Chapter 9: Political Democracy
Chapter 9: Political DemocracyThe way you see people is the way you treat them, and the way you treat them is what they become. — Johann Wolfgang von Goethe (1749–1832)
The urge to save humanity is almost always a false front for the urge to rule. — H. L. Mencken (1880–1956)
Goodness in man can only grow in a climate of liberty. — F.A. Harper (1905–1973)
Liberty is a concept of non subordination that those who embrace politics find most difficult to accept because without subordination political governments would not exist. Regardless of their titles, all political structures begin with the presumption of subordination. Classifying people into rulers and subjects is a prerequisite to the Constitution. Absent such classification, the rules of conduct would apply equally to everyone. As discussed throughout, government brings out the worst in people by granting constitutional immunity to acts by ruling members that are deemed criminal when done by others.
There are those in politics — even those claiming to be libertarians — who believe in the necessity of government, provided its power to rule is limited. They claim the Constitution grants the federal government the rightful authority to rule but contend it has abused its authority and power. The government is authorized to levy taxes, impose tariffs, wage wars, commandeer warriors, print money, prohibit trade, seize private property, and grant immunities and privileges. To contend that an abuse of power occurs only when these authorized activities exceed some arbitrary limit is a tortuous stretch of reasoning. To endorse such authorized powers even at a minimal level is to disavow any meaningful concept of liberty. Liberty is not something to be doled out by, or subject to, a superior authority, because the very notion of a person of such superiority is that mythical artifact libertarians find troublesome. Thomas Paine succinctly expresses this notion in Common Sense: “There is another and greater distinction for which no truly natural or religious reason can be assigned, and that is, the distinction of men into KINGS and SUBJECTS.”
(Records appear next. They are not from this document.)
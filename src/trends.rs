use std::collections::BTreeMap;

use chrono::{Datelike, NaiveDate};
use tracing::debug;

use crate::dates;
use crate::error::PipelineResult;
use crate::models::{DonationRecord, Granularity, RegionTrends, TrendPoint, TrendSeries};

/// Months of history shown before the reference month in the monthly view.
pub const MONTHLY_LOOKBACK: u32 = 12;

/// Sums `daily` per date for one region. Duplicate rows for a date are added.
pub fn daily_totals(records: &[DonationRecord], region: &str) -> BTreeMap<NaiveDate, u64> {
    let mut totals = BTreeMap::new();

    for record in records.iter().filter(|record| record.region == region) {
        let entry = totals.entry(record.date).or_insert(0u64);
        *entry = add_count(*entry, record.daily);
    }

    totals
}

pub fn daily_view(
    records: &[DonationRecord],
    region: &str,
    as_of: NaiveDate,
) -> PipelineResult<TrendSeries> {
    let start = dates::month_start(as_of)?;
    let totals = daily_totals(records, region);
    if totals.is_empty() {
        return Ok(TrendSeries::empty(Granularity::Daily, region));
    }

    Ok(TrendSeries {
        granularity: Granularity::Daily,
        region: region.to_string(),
        points: zero_filled(&totals, start, as_of),
    })
}

pub fn monthly_view(
    records: &[DonationRecord],
    region: &str,
    as_of: NaiveDate,
) -> PipelineResult<TrendSeries> {
    let start = dates::months_before(dates::month_start(as_of)?, MONTHLY_LOOKBACK)?;
    let totals = daily_totals(records, region);
    if totals.is_empty() {
        return Ok(TrendSeries::empty(Granularity::Monthly, region));
    }

    let mut months: BTreeMap<NaiveDate, u64> = BTreeMap::new();
    for day in zero_filled(&totals, start, as_of) {
        let entry = months.entry(dates::month_start(day.period_start)?).or_insert(0);
        *entry = add_count(*entry, day.total);
    }

    Ok(TrendSeries {
        granularity: Granularity::Monthly,
        region: region.to_string(),
        points: into_points(months),
    })
}

/// Completed years only: the reference year is still in progress.
pub fn yearly_view(
    records: &[DonationRecord],
    region: &str,
    as_of: NaiveDate,
) -> PipelineResult<TrendSeries> {
    let current_year = as_of.year();
    let mut years: BTreeMap<NaiveDate, u64> = BTreeMap::new();

    for (date, total) in daily_totals(records, region) {
        if date.year() >= current_year {
            continue;
        }
        let entry = years.entry(dates::year_start(date.year())?).or_insert(0);
        *entry = add_count(*entry, total);
    }

    Ok(TrendSeries {
        granularity: Granularity::Yearly,
        region: region.to_string(),
        points: into_points(years),
    })
}

pub fn region_trends(
    records: &[DonationRecord],
    region: &str,
    as_of: NaiveDate,
) -> PipelineResult<RegionTrends> {
    let trends = RegionTrends {
        region: region.to_string(),
        as_of,
        daily: daily_view(records, region, as_of)?,
        monthly: monthly_view(records, region, as_of)?,
        yearly: yearly_view(records, region, as_of)?,
    };

    debug!(
        region,
        daily_points = trends.daily.points.len(),
        monthly_points = trends.monthly.points.len(),
        yearly_points = trends.yearly.points.len(),
        "aggregated region trends"
    );

    Ok(trends)
}

/// Trends for each region of interest, in the order given.
pub fn trends_for_regions(
    records: &[DonationRecord],
    regions: &[String],
    as_of: NaiveDate,
) -> PipelineResult<Vec<RegionTrends>> {
    // Reject an unrepresentable window before touching any region.
    dates::months_before(dates::month_start(as_of)?, MONTHLY_LOOKBACK)?;

    regions
        .iter()
        .map(|region| region_trends(records, region, as_of))
        .collect()
}

fn zero_filled(
    totals: &BTreeMap<NaiveDate, u64>,
    start: NaiveDate,
    end: NaiveDate,
) -> Vec<TrendPoint> {
    dates::days_between(start, end)
        .map(|day| TrendPoint {
            period_start: day,
            total: totals.get(&day).copied().unwrap_or(0),
        })
        .collect()
}

fn into_points(buckets: BTreeMap<NaiveDate, u64>) -> Vec<TrendPoint> {
    buckets
        .into_iter()
        .map(|(period_start, total)| TrendPoint {
            period_start,
            total,
        })
        .collect()
}

fn add_count(total: u64, count: u64) -> u64 {
    total
        .checked_add(count)
        .unwrap_or_else(|| panic!("donation count overflow adding {count} to {total}"))
}

#[cfg(test)]
mod tests {
    use super::*;

    fn date(y: i32, m: u32, d: u32) -> NaiveDate {
        NaiveDate::from_ymd_opt(y, m, d).unwrap()
    }

    fn donation(y: i32, m: u32, d: u32, region: &str, daily: u64) -> DonationRecord {
        DonationRecord {
            date: date(y, m, d),
            region: region.to_string(),
            daily,
        }
    }

    fn point(y: i32, m: u32, d: u32, total: u64) -> TrendPoint {
        TrendPoint {
            period_start: date(y, m, d),
            total,
        }
    }

    fn sample_records() -> Vec<DonationRecord> {
        vec![
            donation(2021, 6, 1, "Johor", 40),
            donation(2022, 3, 15, "Johor", 25),
            donation(2022, 3, 15, "Johor", 5),
            donation(2023, 2, 28, "Johor", 11),
            donation(2023, 12, 31, "Johor", 9),
            donation(2024, 1, 1, "Johor", 7),
            donation(2024, 1, 2, "Johor", 3),
            donation(2024, 2, 1, "Johor", 4),
            donation(2024, 2, 3, "Johor", 6),
            donation(2024, 2, 3, "Kedah", 100),
            donation(2024, 2, 10, "Johor", 50),
        ]
    }

    #[test]
    fn daily_view_matches_two_day_scenario() {
        let records = vec![
            donation(2023, 1, 1, "X", 5),
            donation(2023, 1, 2, "X", 3),
        ];
        let series = daily_view(&records, "X", date(2023, 1, 2)).unwrap();
        assert_eq!(series.granularity, Granularity::Daily);
        assert_eq!(series.points, vec![point(2023, 1, 1, 5), point(2023, 1, 2, 3)]);
    }

    #[test]
    fn daily_view_zero_fills_and_stops_at_reference_date() {
        let series = daily_view(&sample_records(), "Johor", date(2024, 2, 5)).unwrap();
        assert_eq!(
            series.points,
            vec![
                point(2024, 2, 1, 4),
                point(2024, 2, 2, 0),
                point(2024, 2, 3, 6),
                point(2024, 2, 4, 0),
                point(2024, 2, 5, 0),
            ]
        );
    }

    #[test]
    fn duplicate_rows_are_summed() {
        let totals = daily_totals(&sample_records(), "Johor");
        assert_eq!(totals.get(&date(2022, 3, 15)), Some(&30));
    }

    #[test]
    fn monthly_view_covers_thirteen_months() {
        let series = monthly_view(&sample_records(), "Johor", date(2024, 2, 5)).unwrap();
        assert_eq!(series.points.len(), 13);
        assert_eq!(series.points.first().unwrap().period_start, date(2023, 2, 1));
        assert_eq!(series.points.last().unwrap().period_start, date(2024, 2, 1));
        assert_eq!(series.points[0], point(2023, 2, 1, 11));
        assert_eq!(series.points[10], point(2023, 12, 1, 9));
        assert_eq!(series.points[11], point(2024, 1, 1, 10));
        // The Feb 10 row is after the reference date.
        assert_eq!(series.points[12], point(2024, 2, 1, 10));
        assert!(series.points[1..10].iter().all(|p| p.total == 0));
    }

    #[test]
    fn daily_and_monthly_views_agree_on_the_reference_month() {
        let as_of = date(2024, 2, 29);
        let records = sample_records();
        let daily = daily_view(&records, "Johor", as_of).unwrap();
        let monthly = monthly_view(&records, "Johor", as_of).unwrap();
        assert_eq!(daily.points.len(), 29);
        assert_eq!(daily.total(), monthly.points.last().unwrap().total);
        assert_eq!(daily.total(), 60);
    }

    #[test]
    fn monthly_totals_equal_sums_of_daily_buckets() {
        let records = sample_records();
        let as_of = date(2024, 2, 29);
        let monthly = monthly_view(&records, "Johor", as_of).unwrap();
        for month in &monthly.points {
            let next = month
                .period_start
                .checked_add_months(chrono::Months::new(1))
                .unwrap();
            let in_month: u64 = records
                .iter()
                .filter(|r| r.region == "Johor" && r.date >= month.period_start && r.date < next)
                .map(|r| r.daily)
                .sum();
            assert_eq!(month.total, in_month, "month {}", month.period_start);
        }
    }

    #[test]
    fn yearly_view_excludes_reference_year() {
        let series = yearly_view(&sample_records(), "Johor", date(2024, 2, 5)).unwrap();
        assert_eq!(
            series.points,
            vec![
                point(2021, 1, 1, 40),
                point(2022, 1, 1, 30),
                point(2023, 1, 1, 20),
            ]
        );

        for year in 2020..=2026 {
            let series = yearly_view(&sample_records(), "Johor", date(year, 6, 1)).unwrap();
            assert!(series.points.iter().all(|p| p.period_start.year() < year));
        }
    }

    #[test]
    fn region_match_is_exact() {
        let records = vec![
            donation(2024, 2, 1, "Pulau Pinang", 8),
            donation(2024, 2, 1, "pulau pinang", 1000),
        ];
        let series = daily_view(&records, "Pulau Pinang", date(2024, 2, 1)).unwrap();
        assert_eq!(series.points, vec![point(2024, 2, 1, 8)]);
    }

    #[test]
    fn missing_region_yields_empty_series() {
        let trends = region_trends(&sample_records(), "Sabah", date(2024, 2, 5)).unwrap();
        assert_eq!(trends.region, "Sabah");
        assert!(trends.daily.is_empty());
        assert!(trends.monthly.is_empty());
        assert!(trends.yearly.is_empty());
    }

    #[test]
    fn trends_follow_region_order() {
        let regions = vec!["Kedah".to_string(), "Johor".to_string()];
        let trends = trends_for_regions(&sample_records(), &regions, date(2024, 2, 5)).unwrap();
        let names: Vec<_> = trends.iter().map(|t| t.region.as_str()).collect();
        assert_eq!(names, vec!["Kedah", "Johor"]);
        assert_eq!(trends[0].daily.total(), 100);
    }

    #[test]
    fn unrepresentable_window_is_an_invalid_date() {
        let as_of = NaiveDate::MIN;
        let result = trends_for_regions(&sample_records(), &["Johor".to_string()], as_of);
        assert!(matches!(
            result,
            Err(crate::error::PipelineError::InvalidDate(_))
        ));
    }
}
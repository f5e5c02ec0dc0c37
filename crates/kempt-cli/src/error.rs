//! Error types for kempt-cli

/// Result type for CLI operations
pub type Result<T> = std::result::Result<T, CliError>;

/// Errors that can occur in CLI operations
#[derive(Debug, thiserror::Error)]
pub enum CliError {
    /// Error from kempt-core
    #[error(transparent)]
    Core(#[from] kempt_core::Error),

    /// Error from kempt-fs
    #[error(transparent)]
    Fs(#[from] kempt_fs::Error),

    /// Standard I/O error
    #[error(transparent)]
    Io(#[from] std::io::Error),

    /// JSON report serialization error
    #[error(transparent)]
    Json(#[from] serde_json::Error),
}
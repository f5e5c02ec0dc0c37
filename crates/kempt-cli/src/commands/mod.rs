//! Command implementations for kempt-cli

mod common;

pub mod check;
pub mod fix;
pub mod projects;

pub use check::run_check;
pub use fix::run_fix;
pub use projects::run_projects;
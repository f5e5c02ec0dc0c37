//! The recasing engine: applies a [`NameFormat`] to a file or folder name.

use crate::format::NameFormat;

/// Characters stripped from the ends of a fragment before its core is
/// transformed, and re-attached verbatim afterwards. This keeps the
/// scaffolding of identifiers like `[slug]` or `(group)` intact.
fn is_border(c: char) -> bool {
    matches!(c, '_' | '[' | ']' | '(' | ')')
}

/// Recase a name fragment-by-fragment according to a format.
///
/// The name splits on `.`; the extension casing, when the format ends with
/// one, applies to the final fragment of any multi-fragment name. Every
/// other fragment takes the format's casing at its index, with the final
/// casing repeating when the name is longer than the format.
pub fn recase(name: &str, format: &NameFormat) -> String {
    let fragments: Vec<&str> = name.split('.').collect();
    let extension = format.extension();
    let last = fragments.len() - 1;

    let recased: Vec<String> = fragments
        .iter()
        .enumerate()
        .map(|(i, fragment)| {
            let casing = match extension {
                Some(ext) if fragments.len() > 1 && i == last => ext,
                _ => format.at(i),
            };

            let (leading, core, trailing) = split_borders(fragment);
            format!("{leading}{}{trailing}", casing.apply(core))
        })
        .collect();

    recased.join(".")
}

/// Split a fragment into its leading border run, transformable core, and
/// trailing border run. A fragment made solely of border characters has an
/// empty core and is preserved as-is.
fn split_borders(fragment: &str) -> (&str, &str, &str) {
    match fragment.find(|c| !is_border(c)) {
        None => (fragment, "", ""),
        Some(start) => {
            let last = fragment.rfind(|c| !is_border(c)).unwrap_or(start);
            let end = last + fragment[last..].chars().next().map_or(1, char::len_utf8);
            (&fragment[..start], &fragment[start..end], &fragment[end..])
        }
    }
}
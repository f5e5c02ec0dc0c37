//! kempt CLI
//!
//! The command-line interface for checking and repairing file and folder
//! naming conventions.

mod cli;
mod commands;
mod error;

use std::process::ExitCode;

use clap::{CommandFactory, Parser};
use colored::Colorize;
use tracing::Level;
use tracing_subscriber::FmtSubscriber;

use cli::{Cli, Commands};
use error::Result;

#[tokio::main]
async fn main() -> ExitCode {
    match run().await {
        Ok(clean) => {
            if clean {
                ExitCode::SUCCESS
            } else {
                ExitCode::FAILURE
            }
        }
        Err(e) => {
            eprintln!("{}: {}", "error".red().bold(), e);
            ExitCode::FAILURE
        }
    }
}

/// Returns whether the run was clean: no problems found, or every
/// problem fixed.
async fn run() -> Result<bool> {
    let cli = Cli::parse();

    // Setup tracing if verbose
    if cli.verbose {
        let subscriber = FmtSubscriber::builder()
            .with_max_level(Level::DEBUG)
            .with_target(true)
            .finish();
        tracing::subscriber::set_global_default(subscriber)
            .expect("Failed to set tracing subscriber");
        tracing::debug!("Verbose mode enabled");
    }

    match cli.command {
        Some(Commands::Check {
            globs,
            project,
            ignore_paths,
            json,
        }) => {
            let problems =
                commands::run_check(project.as_deref(), &ignore_paths, &globs, json).await?;
            Ok(problems == 0)
        }
        Some(Commands::Fix {
            globs,
            project,
            ignore_paths,
            overwrite,
            json,
        }) => {
            let unfixed =
                commands::run_fix(project.as_deref(), &ignore_paths, &globs, overwrite, json)
                    .await?;
            Ok(unfixed == 0)
        }
        Some(Commands::Projects { dir, depth }) => {
            commands::run_projects(&dir, depth).await?;
            Ok(true)
        }
        Some(Commands::Completions { shell }) => {
            clap_complete::generate(shell, &mut Cli::command(), "kempt", &mut std::io::stdout());
            Ok(true)
        }
        None => {
            // No command provided - show help hint
            println!("{} naming-convention keeper", "kempt".green().bold());
            println!();
            println!("Run {} for available commands.", "kempt --help".cyan());
            Ok(true)
        }
    }
}
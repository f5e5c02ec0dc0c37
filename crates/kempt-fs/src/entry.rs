//! Directory entry kinds.

use serde::{Deserialize, Serialize};

/// The kind of a directory entry.
#[derive(Debug, Clone, Copy, PartialEq, Eq, PartialOrd, Ord, Hash, Serialize, Deserialize)]
#[serde(rename_all = "lowercase")]
pub enum EntryType {
    File,
    Folder,
}

impl EntryType {
    /// Get the lowercase label used in messages and reports.
    pub fn as_str(&self) -> &'static str {
        match self {
            Self::File => "file",
            Self::Folder => "folder",
        }
    }
}

impl std::fmt::Display for EntryType {
    fn fmt(&self, f: &mut std::fmt::Formatter<'_>) -> std::fmt::Result {
        write!(f, "{}", self.as_str())
    }
}

/// A named directory entry, as yielded by [`Folder::list`](crate::Folder::list).
pub type FolderEntry = (String, EntryType);
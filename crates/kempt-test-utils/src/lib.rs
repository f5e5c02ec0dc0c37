//! Shared test utilities for the kempt workspace.
//!
//! This crate provides standardised test fixtures to eliminate duplication
//! across crate test suites. It is a dev-dependency only — never published.
//!
//! # Modules
//!
//! - [`memory`] — [`MemoryFolder`], an in-memory [`Folder`](kempt_fs::Folder)
//! - [`tree`] — [`TestTree`], a tempdir-backed tree builder for disk tests

pub mod memory;
pub mod tree;

pub use memory::MemoryFolder;
pub use tree::TestTree;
Justifying the legitimacy of a government based on the authority conferred on it by a proclamation authored by a few self-appointed individuals is spurious, regardless of their best intentions. The Constitution has no more authority to proclaim a superior ruling class than a king’s proclamation that his authority to rule is God-given or a similar notion proclaimed by a few of my friends and me.
Defending the Constitution as a vehicle to curtail state intrusions into people’s lives certainly cannot be based on its efficacy to do so. Once the Constitution was ratified, federal intrusions followed almost immediately, with expansions limited only by the time required to shepherd them through the constitutional political maze. As early as 1798, when the Constitution was only nine years old, the government passed the Alien and Sedition Acts, which, among other things, prohibited speech critical of the federal government. One need only scan an issue of the Wall Street Journal or any other major newspaper and tally the articles covering state intrusions into citizens’ peaceful affairs to recognize the Constitution’s ineffectiveness as a means to curtail such intrusions.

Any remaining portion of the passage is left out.